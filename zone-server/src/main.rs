use zone_server::error::BoxError;
use zone_server::{Config, Server, ServerState, init_logger, print_banner};

#[tokio::main]
async fn main() -> Result<(), BoxError> {
    // 1. 加载 .env
    dotenvy::dotenv().ok();

    // 2. 加载配置
    let config = Config::from_env();

    // 3. 日志 (控制台 + 文件)
    let logs_dir = config.logs_dir();
    std::fs::create_dir_all(&logs_dir)?;
    init_logger(&config.log_level, config.log_json, Some(&logs_dir))?;

    print_banner();
    tracing::info!(work_dir = %config.work_dir.display(), "Zone server starting...");

    // 4. 初始化服务器状态
    let state = ServerState::initialize(&config).await?;

    // 5. 启动 HTTP 服务器
    let server = Server::with_state(config, state);
    if let Err(e) = server.run().await {
        tracing::error!("Server error: {}", e);
        return Err(e);
    }

    Ok(())
}
/// Zone already holding this binding, other than `exclude`
async fn find_binding<'e, E>(
    executor: E,
    project_id: i64,
    zone_type: ZoneType,
    building_id: Option<i64>,
    entity: EntityRef,
    exclude: Option<i64>,
) -> ServiceResult<Option<i64>>
where
    E: Executor<'e, Database = Sqlite>,
{
    let id: Option<i64> = sqlx::query_scalar(
        "SELECT id FROM zones \
         WHERE project_id = ?1 AND zone_type = ?2 AND IFNULL(building_id, 0) = IFNULL(?3, 0) \
         AND entity_kind = ?4 AND entity_id = ?5 AND (?6 IS NULL OR id != ?6) \
         LIMIT 1",
    )
    .bind(project_id)
    .bind(zone_type)
    .bind(building_id)
    .bind(entity.kind())
    .bind(entity.raw_id())
    .bind(exclude)
    .fetch_optional(executor)
    .await?;
    Ok(id)
}

fn duplicate_binding(zone_type: ZoneType, entity: EntityRef, existing: Option<i64>) -> AppError {
    let mut err = AppError::with_message(
        ErrorCode::DuplicateEntityBinding,
        format!(
            "{} {} is already bound to another {zone_type} zone",
            entity.kind().as_str(),
            entity.raw_id()
        ),
    )
    .with_detail("field", "entity");
    if let Some(id) = existing {
        err = err.with_detail("zone_id", id);
    }
    err
}

/// Where a zone sits once its binding has been checked
#[derive(Debug, Clone, Copy)]
struct Placement {
    building_id: Option<i64>,
    floor_number: Option<i32>,
}

struct ZoneInsert<'a> {
    project_id: i64,
    zone_type: ZoneType,
    placement: Placement,
    entity: EntityRef,
    polygon: &'a PreparedPolygon,
    label: Option<&'a str>,
    fill_color: Option<&'a str>,
    stroke_color: Option<&'a str>,
    hover_color: Option<&'a str>,
    sort_order: i32,
    is_active: bool,
    now: i64,
}

async fn insert<'e, E>(executor: E, row: ZoneInsert<'_>) -> ServiceResult<i64>
where
    E: Executor<'e, Database = Sqlite>,
{
    let result: Result<i64, sqlx::Error> = sqlx::query_scalar(
        "INSERT INTO zones (project_id, level_type, zone_type, building_id, floor_number, \
         entity_kind, entity_id, polygon, bounding_box, label, fill_color, stroke_color, \
         hover_color, is_active, sort_order, created_at, updated_at) \
         VALUES (?, ?, ?, ?, ?, ?, ?, ?, ?, ?, ?, ?, ?, ?, ?, ?, ?) RETURNING id",
    )
    .bind(row.project_id)
    .bind(row.zone_type.level())
    .bind(row.zone_type)
    .bind(row.placement.building_id)
    .bind(row.placement.floor_number)
    .bind(row.entity.kind())
    .bind(row.entity.raw_id())
    .bind(serde_json::to_string(&row.polygon.points)?)
    .bind(serde_json::to_string(&row.polygon.bounding_box)?)
    .bind(row.label)
    .bind(row.fill_color)
    .bind(row.stroke_color)
    .bind(row.hover_color)
    .bind(row.is_active)
    .bind(row.sort_order)
    .bind(row.now)
    .bind(row.now)
    .fetch_one(executor)
    .await;

    match result {
        Ok(id) => Ok(id),
        // Lost a race against the pre-check
        Err(sqlx::Error::Database(e)) if e.is_unique_violation() => {
            Err(duplicate_binding(row.zone_type, row.entity, None).into())
        }
        Err(e) => Err(e.into()),
    }
}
------------------------------------------------
Every line that contains "label" should be copied out of the data.

    label: Option<&'a str>,
         entity_kind, entity_id, polygon, bounding_box, label, fill_color, stroke_color, \
    .bind(row.label)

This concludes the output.